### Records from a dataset
____________

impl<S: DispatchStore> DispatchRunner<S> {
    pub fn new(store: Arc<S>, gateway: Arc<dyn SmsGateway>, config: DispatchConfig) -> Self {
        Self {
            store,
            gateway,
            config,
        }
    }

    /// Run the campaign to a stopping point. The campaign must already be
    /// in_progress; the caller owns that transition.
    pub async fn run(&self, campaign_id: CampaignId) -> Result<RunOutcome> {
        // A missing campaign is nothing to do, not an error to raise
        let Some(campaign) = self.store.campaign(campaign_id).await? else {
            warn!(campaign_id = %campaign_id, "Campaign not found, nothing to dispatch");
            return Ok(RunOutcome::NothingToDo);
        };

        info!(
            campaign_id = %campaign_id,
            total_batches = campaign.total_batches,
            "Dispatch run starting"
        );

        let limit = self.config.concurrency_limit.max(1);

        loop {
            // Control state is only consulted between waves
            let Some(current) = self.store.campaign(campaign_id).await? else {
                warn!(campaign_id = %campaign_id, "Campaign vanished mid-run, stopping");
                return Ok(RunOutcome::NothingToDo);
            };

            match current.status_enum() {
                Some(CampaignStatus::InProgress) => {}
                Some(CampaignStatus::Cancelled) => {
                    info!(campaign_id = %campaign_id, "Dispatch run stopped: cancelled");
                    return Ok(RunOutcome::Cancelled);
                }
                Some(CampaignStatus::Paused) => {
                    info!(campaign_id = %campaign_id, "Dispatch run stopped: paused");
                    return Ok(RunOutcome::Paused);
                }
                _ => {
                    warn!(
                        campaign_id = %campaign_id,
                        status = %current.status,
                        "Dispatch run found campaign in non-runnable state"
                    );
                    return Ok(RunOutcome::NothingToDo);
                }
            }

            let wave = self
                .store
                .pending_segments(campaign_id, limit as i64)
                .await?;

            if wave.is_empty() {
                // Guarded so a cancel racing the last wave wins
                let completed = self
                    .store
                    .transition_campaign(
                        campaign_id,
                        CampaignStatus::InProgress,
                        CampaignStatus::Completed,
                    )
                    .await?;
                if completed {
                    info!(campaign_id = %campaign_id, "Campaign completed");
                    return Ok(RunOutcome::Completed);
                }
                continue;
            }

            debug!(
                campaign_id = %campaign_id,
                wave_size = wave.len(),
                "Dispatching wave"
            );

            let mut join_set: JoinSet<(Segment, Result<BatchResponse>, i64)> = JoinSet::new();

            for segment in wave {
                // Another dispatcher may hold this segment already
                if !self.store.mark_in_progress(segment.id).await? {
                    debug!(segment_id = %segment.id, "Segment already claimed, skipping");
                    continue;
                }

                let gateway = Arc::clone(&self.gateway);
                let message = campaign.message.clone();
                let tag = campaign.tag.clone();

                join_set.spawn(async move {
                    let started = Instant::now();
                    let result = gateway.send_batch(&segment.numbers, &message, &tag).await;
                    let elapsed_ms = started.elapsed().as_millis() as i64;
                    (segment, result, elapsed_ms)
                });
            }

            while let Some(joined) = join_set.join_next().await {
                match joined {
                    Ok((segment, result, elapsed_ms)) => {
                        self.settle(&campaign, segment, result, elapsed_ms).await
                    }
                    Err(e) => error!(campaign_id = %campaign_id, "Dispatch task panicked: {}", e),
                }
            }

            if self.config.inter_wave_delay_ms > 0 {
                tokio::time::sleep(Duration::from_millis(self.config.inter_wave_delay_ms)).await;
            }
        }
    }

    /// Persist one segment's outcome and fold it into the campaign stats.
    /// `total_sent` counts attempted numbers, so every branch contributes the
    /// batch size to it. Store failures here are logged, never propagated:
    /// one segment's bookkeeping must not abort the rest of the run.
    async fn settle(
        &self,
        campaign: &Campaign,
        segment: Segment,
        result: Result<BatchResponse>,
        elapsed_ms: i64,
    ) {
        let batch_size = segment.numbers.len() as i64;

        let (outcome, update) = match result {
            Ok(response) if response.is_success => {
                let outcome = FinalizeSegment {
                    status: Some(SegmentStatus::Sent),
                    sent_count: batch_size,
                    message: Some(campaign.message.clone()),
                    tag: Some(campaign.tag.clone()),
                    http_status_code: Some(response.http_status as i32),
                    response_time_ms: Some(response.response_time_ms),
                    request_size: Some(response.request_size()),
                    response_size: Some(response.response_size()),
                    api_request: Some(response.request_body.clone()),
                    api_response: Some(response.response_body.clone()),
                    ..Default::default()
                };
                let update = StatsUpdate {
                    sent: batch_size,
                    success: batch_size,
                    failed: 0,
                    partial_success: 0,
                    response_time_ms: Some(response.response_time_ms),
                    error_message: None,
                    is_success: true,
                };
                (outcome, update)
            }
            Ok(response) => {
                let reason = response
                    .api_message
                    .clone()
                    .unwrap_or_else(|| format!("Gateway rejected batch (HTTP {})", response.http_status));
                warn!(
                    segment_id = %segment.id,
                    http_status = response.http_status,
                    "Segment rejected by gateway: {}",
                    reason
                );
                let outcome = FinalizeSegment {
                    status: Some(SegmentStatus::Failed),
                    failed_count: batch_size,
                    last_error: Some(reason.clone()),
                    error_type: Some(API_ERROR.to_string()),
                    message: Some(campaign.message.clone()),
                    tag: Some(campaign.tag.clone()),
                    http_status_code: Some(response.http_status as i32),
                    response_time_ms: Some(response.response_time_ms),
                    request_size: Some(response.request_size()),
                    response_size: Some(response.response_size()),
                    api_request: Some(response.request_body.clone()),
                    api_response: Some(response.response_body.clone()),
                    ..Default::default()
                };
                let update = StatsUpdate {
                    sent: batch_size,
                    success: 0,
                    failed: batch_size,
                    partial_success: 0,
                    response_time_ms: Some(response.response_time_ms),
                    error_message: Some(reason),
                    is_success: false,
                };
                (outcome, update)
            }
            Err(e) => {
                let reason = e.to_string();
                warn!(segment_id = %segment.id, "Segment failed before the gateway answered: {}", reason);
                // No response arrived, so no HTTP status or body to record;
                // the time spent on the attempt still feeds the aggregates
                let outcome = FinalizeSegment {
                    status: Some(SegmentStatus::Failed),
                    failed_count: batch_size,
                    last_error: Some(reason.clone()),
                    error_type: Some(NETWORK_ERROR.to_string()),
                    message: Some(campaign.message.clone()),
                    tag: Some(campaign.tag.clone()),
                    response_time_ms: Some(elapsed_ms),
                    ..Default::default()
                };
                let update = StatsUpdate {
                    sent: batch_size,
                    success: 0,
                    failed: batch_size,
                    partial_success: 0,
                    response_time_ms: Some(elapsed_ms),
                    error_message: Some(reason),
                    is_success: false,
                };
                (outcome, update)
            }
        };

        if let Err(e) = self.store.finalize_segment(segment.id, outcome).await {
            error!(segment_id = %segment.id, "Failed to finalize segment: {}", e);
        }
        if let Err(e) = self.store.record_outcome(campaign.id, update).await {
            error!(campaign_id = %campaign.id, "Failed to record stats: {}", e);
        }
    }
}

____________

### The task
Would you transcribe the data above exactly as it stands?

### Your solution
impl<S: DispatchStore> DispatchRunner<S> {
    pub fn new(store: Arc<S>, gateway: Arc<dyn SmsGateway>, config: DispatchConfig) -> Self {
        Self {
            store,
            gateway,
            config,
        }
    }

    /// Run the campaign to a stopping point. The campaign must already be
    /// in_progress; the caller owns that transition.
    pub async fn run(&self, campaign_id: CampaignId) -> Result<RunOutcome> {
        // A missing campaign is nothing to do, not an error to raise
        let Some(campaign) = self.store.campaign(campaign_id).await? else {
            warn!(campaign_id = %campaign_id, "Campaign not found, nothing to dispatch");
            return Ok(RunOutcome::NothingToDo);
        };

        info!(
            campaign_id = %campaign_id,
            total_batches = campaign.total_batches,
            "Dispatch run starting"
        );

        let limit = self.config.concurrency_limit.max(1);

        loop {
            // Control state is only consulted between waves
            let Some(current) = self.store.campaign(campaign_id).await? else {
                warn!(campaign_id = %campaign_id, "Campaign vanished mid-run, stopping");
                return Ok(RunOutcome::NothingToDo);
            };

            match current.status_enum() {
                Some(CampaignStatus::InProgress) => {}
                Some(CampaignStatus::Cancelled) => {
                    info!(campaign_id = %campaign_id, "Dispatch run stopped: cancelled");
                    return Ok(RunOutcome::Cancelled);
                }
                Some(CampaignStatus::Paused) => {
                    info!(campaign_id = %campaign_id, "Dispatch run stopped: paused");
                    return Ok(RunOutcome::Paused);
                }
                _ => {
                    warn!(
                        campaign_id = %campaign_id,
                        status = %current.status,
                        "Dispatch run found campaign in non-runnable state"
                    );
                    return Ok(RunOutcome::NothingToDo);
                }
            }

            let wave = self
                .store
                .pending_segments(campaign_id, limit as i64)
                .await?;

            if wave.is_empty() {
                // Guarded so a cancel racing the last wave wins
                let completed = self
                    .store
                    .transition_campaign(
                        campaign_id,
                        CampaignStatus::InProgress,
                        CampaignStatus::Completed,
                    )
                    .await?;
                if completed {
                    info!(campaign_id = %campaign_id, "Campaign completed");
                    return Ok(RunOutcome::Completed);
                }
                continue;
            }

            debug!(
                campaign_id = %campaign_id,
                wave_size = wave.len(),
                "Dispatching wave"
            );

            let mut join_set: JoinSet<(Segment, Result<BatchResponse>, i64)> = JoinSet::new();

            for segment in wave {
                // Another dispatcher may hold this segment already
                if !self.store.mark_in_progress(segment.id).await? {
                    debug!(segment_id = %segment.id, "Segment already claimed, skipping");
                    continue;
                }

                let gateway = Arc::clone(&self.gateway);
                let message = campaign.message.clone();
                let tag = campaign.tag.clone();

                join_set.spawn(async move {
                    let started = Instant::now();
                    let result = gateway.send_batch(&segment.numbers, &message, &tag).await;
                    let elapsed_ms = started.elapsed().as_millis() as i64;
                    (segment, result, elapsed_ms)
                });
            }

            while let Some(joined) = join_set.join_next().await {
                match joined {
                    Ok((segment, result, elapsed_ms)) => {
                        self.settle(&campaign, segment, result, elapsed_ms).await
                    }
                    Err(e) => error!(campaign_id = %campaign_id, "Dispatch task panicked: {}", e),
                }
            }

            if self.config.inter_wave_delay_ms > 0 {
                tokio::time::sleep(Duration::from_millis(self.config.inter_wave_delay_ms)).await;
            }
        }
    }

    /// Persist one segment's outcome and fold it into the campaign stats.
    /// `total_sent` counts attempted numbers, so every branch contributes the
    /// batch size to it. Store failures here are logged, never propagated:
    /// one segment's bookkeeping must not abort the rest of the run.
    async fn settle(
        &self,
        campaign: &Campaign,
        segment: Segment,
        result: Result<BatchResponse>,
        elapsed_ms: i64,
    ) {
        let batch_size = segment.numbers.len() as i64;

        let (outcome, update) = match result {
            Ok(response) if response.is_success => {
                let outcome = FinalizeSegment {
                    status: Some(SegmentStatus::Sent),
                    sent_count: batch_size,
                    message: Some(campaign.message.clone()),
                    tag: Some(campaign.tag.clone()),
                    http_status_code: Some(response.http_status as i32),
                    response_time_ms: Some(response.response_time_ms),
                    request_size: Some(response.request_size()),
                    response_size: Some(response.response_size()),
                    api_request: Some(response.request_body.clone()),
                    api_response: Some(response.response_body.clone()),
                    ..Default::default()
                };
                let update = StatsUpdate {
                    sent: batch_size,
                    success: batch_size,
                    failed: 0,
                    partial_success: 0,
                    response_time_ms: Some(response.response_time_ms),
                    error_message: None,
                    is_success: true,
                };
                (outcome, update)
            }
            Ok(response) => {
                let reason = response
                    .api_message
                    .clone()
                    .unwrap_or_else(|| format!("Gateway rejected batch (HTTP {})", response.http_status));
                warn!(
                    segment_id = %segment.id,
                    http_status = response.http_status,
                    "Segment rejected by gateway: {}",
                    reason
                );
                let outcome = FinalizeSegment {
                    status: Some(SegmentStatus::Failed),
                    failed_count: batch_size,
                    last_error: Some(reason.clone()),
                    error_type: Some(API_ERROR.to_string()),
                    message: Some(campaign.message.clone()),
                    tag: Some(campaign.tag.clone()),
                    http_status_code: Some(response.http_status as i32),
                    response_time_ms: Some(response.response_time_ms),
                    request_size: Some(response.request_size()),
                    response_size: Some(response.response_size()),
                    api_request: Some(response.request_body.clone()),
                    api_response: Some(response.response_body.clone()),
                    ..Default::default()
                };
                let update = StatsUpdate {
                    sent: batch_size,
                    success: 0,
                    failed: batch_size,
                    partial_success: 0,
                    response_time_ms: Some(response.response_time_ms),
                    error_message: Some(reason),
                    is_success: false,
                };
                (outcome, update)
            }
            Err(e) => {
                let reason = e.to_string();
                warn!(segment_id = %segment.id, "Segment failed before the gateway answered: {}", reason);
                // No response arrived, so no HTTP status or body to record;
                // the time spent on the attempt still feeds the aggregates
                let outcome = FinalizeSegment {
                    status: Some(SegmentStatus::Failed),
                    failed_count: batch_size,
                    last_error: Some(reason.clone()),
                    error_type: Some(NETWORK_ERROR.to_string()),
                    message: Some(campaign.message.clone()),
                    tag: Some(campaign.tag.clone()),
                    response_time_ms: Some(elapsed_ms),
                    ..Default::default()
                };
                let update = StatsUpdate {
                    sent: batch_size,
                    success: 0,
                    failed: batch_size,
                    partial_success: 0,
                    response_time_ms: Some(elapsed_ms),
                    error_message: Some(reason),
                    is_success: false,
                };
                (outcome, update)
            }
        };

        if let Err(e) = self.store.finalize_segment(segment.id, outcome).await {
            error!(segment_id = %segment.id, "Failed to finalize segment: {}", e);
        }
        if let Err(e) = self.store.record_outcome(campaign.id, update).await {
            error!(campaign_id = %campaign.id, "Failed to record stats: {}", e);
        }
    }
}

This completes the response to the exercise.